Le Centre de Ressources et de Dynamisation de la Société Civile (CERDYSOC), la Maison de la Laïcité de Kinshasa (MLK) et la plateforme Panel des experts de la société civile expriment leur inquiétude face à la volonté attribuée au président Félix Tshisekedi de transférer l’ambassade de la République démocratique du Congo de Tel-Aviv à Jérusalem.
Dans une déclaration faite le 4 septembre 2026 à Kinshasa, ces trois organisations estiment qu’une telle démarche serait «contraire aux principes de droit, de justice et de paix ».
Elles considèrent également qu’elle risquerait d’aggraver, selon elles, «l’injustice subie par le peuple palestinien, confronté aux conséquences de l’occupation, aux violences et aux violations de ses droits humains».

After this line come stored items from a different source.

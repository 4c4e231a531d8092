use super::{contains_phrase, normalize};
use serde::Serialize;

/// Caller's answer to a read-back
#[derive(Debug, Clone, Copy, PartialEq, Eq, Serialize)]
#[serde(rename_all = "lowercase")]
pub enum Confirmation {
    Affirmative,
    Negative,
    Unclear,
}

/// Phrases that read as agreement despite containing a negative word
const AFFIRMATIVE_IDIOMS: &[&str] = &["no problem", "not a problem", "no worries"];

const NEGATED_AFFIRMATIONS: &[&str] = &[
    "not right",
    "not correct",
    "don't do",
    "do not",
    "don't go ahead",
    "not yet",
    "that's wrong",
];

const NEGATIVE: &[&str] = &[
    "no",
    "nope",
    "nah",
    "don't",
    "dont",
    "not",
    "wrong",
    "incorrect",
    "wait",
    "stop",
    "never mind",
    "nevermind",
    "hold on",
];

const AFFIRMATIVE: &[&str] = &[
    "yes",
    "yeah",
    "yep",
    "yup",
    "sure",
    "correct",
    "right",
    "ok",
    "okay",
    "confirm",
    "confirmed",
    "absolutely",
    "definitely",
    "perfect",
    "please do",
    "go ahead",
    "do it",
    "sounds good",
    "that works",
    "that's right",
    "si",
    "claro",
];

/// Classify a reply to "shall I go ahead?"
///
/// Mixed signals ("yes, no wait") are `Unclear` so nothing is executed on them.
pub fn classify_confirmation(text: &str) -> Confirmation {
    let mut text = normalize(text);
    if text.is_empty() {
        return Confirmation::Unclear;
    }

    let mut idiom = false;
    for phrase in AFFIRMATIVE_IDIOMS {
        if contains_phrase(&text, phrase) {
            idiom = true;
            text = format!(" {} ", text)
                .replace(&format!(" {} ", phrase), " ")
                .trim()
                .to_string();
        }
    }

    if NEGATED_AFFIRMATIONS.iter().any(|p| contains_phrase(&text, p)) {
        return Confirmation::Negative;
    }

    let negative = NEGATIVE.iter().any(|p| contains_phrase(&text, p));
    let affirmative = idiom || AFFIRMATIVE.iter().any(|p| contains_phrase(&text, p));

    match (affirmative, negative) {
        (true, false) => Confirmation::Affirmative,
        (false, true) => Confirmation::Negative,
        _ => Confirmation::Unclear,
    }
}

#[cfg(test)]
mod tests {
    use super::*;

    #[test]
    fn test_affirmative() {
        for text in ["yes", "Yes please.", "yeah go ahead", "That's right", "Sounds good!", "ok"] {
            assert_eq!(classify_confirmation(text), Confirmation::Affirmative, "{}", text);
        }
    }

    #[test]
    fn test_negative() {
        for text in ["no", "Nope.", "don't", "that's not right", "wait", "No thanks"] {
            assert_eq!(classify_confirmation(text), Confirmation::Negative, "{}", text);
        }
    }

    #[test]
    fn test_unclear() {
        for text in ["", "hmm", "what time was it again", "yes no wait"] {
            assert_eq!(classify_confirmation(text), Confirmation::Unclear, "{}", text);
        }
    }

    #[test]
    fn test_no_problem_is_agreement() {
        for text in ["Yes, no problem", "Sure, no problem.", "no worries", "Not a problem, go ahead"] {
            assert_eq!(classify_confirmation(text), Confirmation::Affirmative, "{}", text);
        }
        // A real refusal alongside the idiom is still mixed
        assert_eq!(classify_confirmation("no, no problem"), Confirmation::Unclear);
    }

    #[test]
    fn test_words_containing_keywords_do_not_match() {
        assert_eq!(classify_confirmation("I know"), Confirmation::Unclear);
        assert_eq!(classify_confirmation("yesterday"), Confirmation::Unclear);
    }
}
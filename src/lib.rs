pub mod audit;
pub mod calendar;
pub mod capabilities;
pub mod config;
pub mod conversation;
pub mod error;
pub mod http;
pub mod matching;
pub mod model;
pub mod nats;
pub mod notify;
pub mod orchestrator;
pub mod prefetch;
pub mod session;
pub mod timer;
pub mod turn_taking;
pub mod utterance;

pub use audit::{AuditQueue, AuditRecord, AuditStore, MemoryAuditStore};
pub use calendar::{Appointment, CalendarProvider, CallerInfo, MemoryCalendar};
pub use capabilities::{default_registry, Capability, CapabilityRegistry};
pub use config::Config;
pub use conversation::{ConversationEngine, TurnOutcome};
pub use error::{CallError, CapabilityError};
pub use http::{create_router, AppState};
pub use model::{ChatModel, OfflineModel};
pub use nats::{CallEvent, NatsClient};
pub use notify::{LogNotifier, Notifier};
pub use orchestrator::CallOrchestrator;
pub use session::{SessionConfig, SessionStats, SessionStore};
pub use turn_taking::{TurnEvent, TurnTakingEngine};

Le CERDYSOC, la MLK et le Panel des experts de la société civile rappellent que le statut de Jérusalem demeure une question sensible et non réglée. Ils appellent ainsi les autorités congolaises à traiter cette question avec prudence, conformément au droit international et aux résolutions pertinentes des Nations unies.
« La question de Jérusalem demeure hautement sensible et non réglée », soulignent les trois organisations, qui estiment que son traitement doit contribuer à favoriser une paix durable fondée sur « la dignité et l’équité ».
Dans leur déclaration, le CERDYSOC, la MLK et le Panel des experts de la société civile réaffirment leur « solidarité pleine et entière avec le peuple palestinien et disent soutenir ses droits légitimes, sa liberté et sa dignité».
Ils apportent également leur soutien aux associations pacifiques qui «défendent les intérêts des Palestiniens ainsi qu’aux organisations de la société civile engagées», selon eux, «en faveur d’une paix juste et de la protection effective des civils».
Ces organisations disent, par ailleurs, s’opposer à «toute décision qui pourrait contribuer, directement ou indirectement, à cautionner l’injustice et à affaiblir la cause palestinienne».
Le CERDYSOC, la MLK et le Panel des experts de la société civile appellent enfin le gouvernement et les institutions de la RDC à « reconsidérer toute démarche susceptible», selon eux, «de compromettre l’engagement du pays en faveur du droit international, de la neutralité humanitaire et du respect des populations victimes».
Ils encouragent la République démocratique du Congo à continuer de soutenir la cause palestinienne et à respecter les aspirations du peuple palestinien à une paix fondée sur la justice.